= Beginning of Section =
use glam::Vec2;
use rand::Rng;
use ratatui::{
    Frame,
    buffer::Buffer,
    layout::{Alignment, Position, Rect},
    style::{Color, Modifier, Style, Stylize},
    text::{Line, Span},
    widgets::{Block, Borders, Paragraph},
};

use crate::animation::Animation;
use crate::entities::{Enemy, GameState, Laser, LaserColor, Particle, Player, Powerup, PowerupKind};

/// Width of the stats panel on the right edge, in cells
const PANEL_WIDTH: u16 = 20;

/// View struct that holds all game state needed for rendering
pub struct RenderView<'a> {
    pub game_state: GameState,
    pub player: &'a Player,
    pub enemies: &'a [Enemy],
    pub lasers: &'a [Laser],
    pub powerups: &'a [Powerup],
    pub animations: &'a [Animation],
    pub kills: u32,
    pub score: u32,
    pub elapsed_minutes: u64,
    pub elapsed_seconds: u64,
    pub frame_count: u64,
    pub fps: u32,
    pub field_size: Vec2,
    pub area: Rect,
}

/// Maps field-pixel coordinates onto a rectangle of terminal cells.
struct FieldProjection {
    area: Rect,
    scale: Vec2,
}

impl FieldProjection {
    fn new(field_size: Vec2, area: Rect) -> Self {
        Self {
            area,
            scale: Vec2::new(
                area.width as f32 / field_size.x,
                area.height as f32 / field_size.y,
            ),
        }
    }

    /// Cell for a field position. May land outside the drawable area (an
    /// enemy easing in from above the field, say); drawing clips per cell.
    fn cell(&self, pos: Vec2) -> (i32, i32) {
        (
            self.area.x as i32 + (pos.x * self.scale.x).floor() as i32,
            self.area.y as i32 + (pos.y * self.scale.y).floor() as i32,
        )
    }
}

/// Writes a clipped string into the buffer, treating spaces as transparent
/// so overlapping sprites do not punch holes in each other.
fn put_str(buffer: &mut Buffer, bounds: Rect, x: i32, y: i32, text: &str, style: Style) {
    if y < bounds.top() as i32 || y >= bounds.bottom() as i32 {
        return;
    }
    for (i, ch) in text.chars().enumerate() {
        let cx = x + i as i32;
        if ch == ' ' || cx < bounds.left() as i32 || cx >= bounds.right() as i32 {
            continue;
        }
        if let Some(cell) = buffer.cell_mut(Position::new(cx as u16, y as u16)) {
            cell.set_char(ch);
            cell.set_style(style);
        }
    }
}

fn draw_sprite(
    buffer: &mut Buffer,
    projection: &FieldProjection,
    pos: Vec2,
    lines: &[&str],
    style: Style,
) {
    let (x, y) = projection.cell(pos);
    for (row, line) in lines.iter().enumerate() {
        put_str(buffer, projection.area, x, y + row as i32, line, style);
    }
}

fn draw_trail(buffer: &mut Buffer, projection: &FieldProjection, trail: &[Particle]) {
    for particle in trail {
        // Fade by remapping opacity onto the terminal's gray ramp
        let opacity = particle.opacity();
        let color = if opacity > 0.45 {
            Color::White
        } else if opacity > 0.25 {
            Color::Gray
        } else {
            Color::DarkGray
        };
        let (x, y) = projection.cell(particle.pos);
        put_str(buffer, projection.area, x, y, ".", Style::default().fg(color));
    }
}

/// Handles all rendering responsibilities for the game
pub struct GameRenderer {}

impl Default for GameRenderer {
    fn default() -> Self {
        Self::new()
    }
}

impl GameRenderer {
    pub fn new() -> Self {
        Self {}
    }

    /// Main render method that dispatches on the session state
    pub fn render(&self, frame: &mut Frame, view: &RenderView) {
        match view.game_state {
            GameState::Playing => self.render_game(frame, view),
            GameState::GameOver => {
                // Keep the field visible underneath so leftover enemies
                // drain and the final explosion plays out
                self.render_game(frame, view);
                self.render_game_over_overlay(frame, view);
            }
        }
    }

    fn render_game(&self, frame: &mut Frame, view: &RenderView) {
        let area = view.area;
        let field_outer = Rect {
            x: area.x,
            y: area.y,
            width: area.width.saturating_sub(PANEL_WIDTH),
            height: area.height,
        };
        let panel_area = Rect {
            x: field_outer.right(),
            y: area.y,
            width: area.width - field_outer.width,
            height: area.height,
        };

        let block = Block::default()
            .borders(Borders::ALL)
            .border_style(Style::default().fg(Color::DarkGray));
        let field_area = block.inner(field_outer);
        frame.render_widget(block, field_outer);
        self.render_stats_panel(frame, view, panel_area);

        if field_area.width == 0 || field_area.height == 0 {
            return;
        }
        let projection = FieldProjection::new(view.field_size, field_area);
        let buffer = frame.buffer_mut();

        // Twinkling starfield backdrop
        if view.frame_count % 10 < 5 {
            let mut rng = rand::rng();
            for row in 0..field_area.height {
                let stars: String = (0..field_area.width)
                    .map(|_| if rng.random_bool(0.02) { '.' } else { ' ' })
                    .collect();
                put_str(
                    buffer,
                    field_area,
                    field_area.x as i32,
                    (field_area.y + row) as i32,
                    &stars,
                    Style::default().fg(Color::DarkGray),
                );
            }
        }

        // Player and exhaust trail
        draw_trail(buffer, &projection, &view.player.trail);
        if view.player.is_alive() {
            draw_sprite(
                buffer,
                &projection,
                view.player.pos,
                &view.player.get_sprite_lines(),
                Style::default()
                    .fg(Color::Green)
                    .add_modifier(Modifier::BOLD),
            );
        }

        // Enemies and their trails
        for enemy in view.enemies {
            draw_trail(buffer, &projection, &enemy.trail);
            draw_sprite(
                buffer,
                &projection,
                enemy.pos,
                &enemy.get_sprite_lines(),
                Style::default().fg(Color::Red).add_modifier(Modifier::BOLD),
            );
        }

        // Lasers take the player's current palette
        let laser_color = match view.player.laser_color {
            LaserColor::Standard => Color::LightGreen,
            LaserColor::Boosted => Color::Blue,
        };
        for laser in view.lasers {
            let (x, y) = projection.cell(laser.pos);
            put_str(
                buffer,
                field_area,
                x,
                y,
                "|",
                Style::default()
                    .fg(laser_color)
                    .add_modifier(Modifier::BOLD),
            );
        }

        for powerup in view.powerups {
            let color = match powerup.kind {
                PowerupKind::Bomb => Color::LightRed,
                PowerupKind::Speed => Color::Cyan,
            };
            let (x, y) = projection.cell(powerup.pos);
            put_str(
                buffer,
                field_area,
                x,
                y,
                &powerup.symbol().to_string(),
                Style::default().fg(color).add_modifier(Modifier::BOLD),
            );
        }

        // Destruction effects render last so they sit on top; the art is
        // centered inside the animation's projected rectangle
        for animation in view.animations {
            let art = animation.art();
            let (x0, y0) = projection.cell(animation.pos);
            let cells_w = (animation.size.x * projection.scale.x) as i32;
            let cells_h = (animation.size.y * projection.scale.y) as i32;
            let art_w = art.iter().map(|l| l.chars().count()).max().unwrap_or(0) as i32;
            let art_h = art.len() as i32;
            let x = x0 + (cells_w - art_w) / 2;
            let y = y0 + (cells_h - art_h) / 2;
            for (row, line) in art.iter().enumerate() {
                put_str(
                    buffer,
                    field_area,
                    x,
                    y + row as i32,
                    line,
                    Style::default()
                        .fg(Color::Yellow)
                        .add_modifier(Modifier::BOLD),
                );
            }
        }

        // Controls hint at bottom
        let controls = Line::from(vec![Span::styled(
            "[WASD/Arrows: Move] [Space: Fire] [B: Bomb] [Q: Quit]",
            Style::default().fg(Color::DarkGray),
        )]);
        let controls_area = Rect {
            x: field_area.x,
            y: field_area.bottom().saturating_sub(1),
            width: field_area.width,
            height: 1,
        };
        frame.render_widget(
            Paragraph::new(controls).alignment(Alignment::Center),
            controls_area,
        );
    }

    fn render_stats_panel(&self, frame: &mut Frame, view: &RenderView, area: Rect) {
        if area.width < 3 {
            return;
        }

        let label = Style::default().fg(Color::DarkGray);
        let hp_style = if view.player.health > 25 {
            Style::default()
                .fg(Color::Green)
                .add_modifier(Modifier::BOLD)
        } else if view.player.health > 10 {
            Style::default()
                .fg(Color::Yellow)
                .add_modifier(Modifier::BOLD)
        } else {
            Style::default().fg(Color::Red).add_modifier(Modifier::BOLD)
        };

        let lines = vec![
            Line::from(""),
            Line::from(vec![
                Span::styled("HP      ", label),
                Span::styled(format!("{}", view.player.health), hp_style),
            ]),
            Line::from(vec![
                Span::styled("Bombs   ", label),
                Span::styled(
                    format!("{}", view.player.bombs),
                    Style::default()
                        .fg(Color::LightRed)
                        .add_modifier(Modifier::BOLD),
                ),
            ]),
            Line::from(vec![
                Span::styled("Kills   ", label),
                Span::styled(
                    format!("{}", view.kills),
                    Style::default()
                        .fg(Color::Magenta)
                        .add_modifier(Modifier::BOLD),
                ),
            ]),
            Line::from(vec![
                Span::styled("Enemies ", label),
                Span::styled(
                    format!("{}", view.enemies.len()),
                    Style::default()
                        .fg(Color::Cyan)
                        .add_modifier(Modifier::BOLD),
                ),
            ]),
            Line::from(""),
            Line::from(vec![
                Span::styled("Time    ", label),
                Span::styled(
                    format!("{:02}:{:02}", view.elapsed_minutes, view.elapsed_seconds),
                    Style::default()
                        .fg(Color::White)
                        .add_modifier(Modifier::BOLD),
                ),
            ]),
            Line::from(vec![
                Span::styled("Score   ", label),
                Span::styled(
                    format!("{}", view.score),
                    Style::default()
                        .fg(Color::Yellow)
                        .add_modifier(Modifier::BOLD),
                ),
            ]),
            Line::from(""),
            Line::from(vec![
                Span::styled("FPS     ", label),
                Span::styled(format!("{}", view.fps), Style::default().fg(Color::White)),
            ]),
        ];

        let block = Block::default()
            .borders(Borders::ALL)
            .border_style(Style::default().fg(Color::DarkGray));
        frame.render_widget(Paragraph::new(lines).block(block), area);
    }

    fn render_game_over_overlay(&self, frame: &mut Frame, view: &RenderView) {
        let area = view.area;
        let text = vec![
            Line::from(""),
            Line::from("GAME OVER").red().bold(),
            Line::from(""),
            Line::from(format!("Final Score: {}", view.score)).yellow().bold(),
            Line::from(format!("Kills: {}", view.kills)).cyan(),
            Line::from(format!(
                "Time Survived: {:02}:{:02}",
                view.elapsed_minutes, view.elapsed_seconds
            ))
            .cyan(),
            Line::from(""),
            Line::from("Press R to retry").white(),
            Line::from("Press Q to quit").white(),
        ];

        let width = 36.min(area.width);
        let height = 11.min(area.height);
        let overlay_area = Rect {
            x: area.x + (area.width - width) / 2,
            y: area.y + (area.height - height) / 2,
            width,
            height,
        };

        frame.render_widget(
            Paragraph::new(text)
                .block(
                    Block::default()
                        .borders(Borders::ALL)
                        .border_style(Style::default().fg(Color::Red)),
                )
                .alignment(Alignment::Center),
            overlay_area,
        );
    }
}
= End of Section =
**EXERCISE:**
Using the records above, write out exactly the lines between the one holding "projection = FieldProjection::new(view.field_size, field_area);" and the one holding "let mut rng = rand::rng();", inclusive; leave everything else out.

**WRITTEN REPLY:**
        let projection = FieldProjection::new(view.field_size, field_area);
        let buffer = frame.buffer_mut();

        // Twinkling starfield backdrop
        if view.frame_count % 10 < 5 {
            let mut rng = rand::rng();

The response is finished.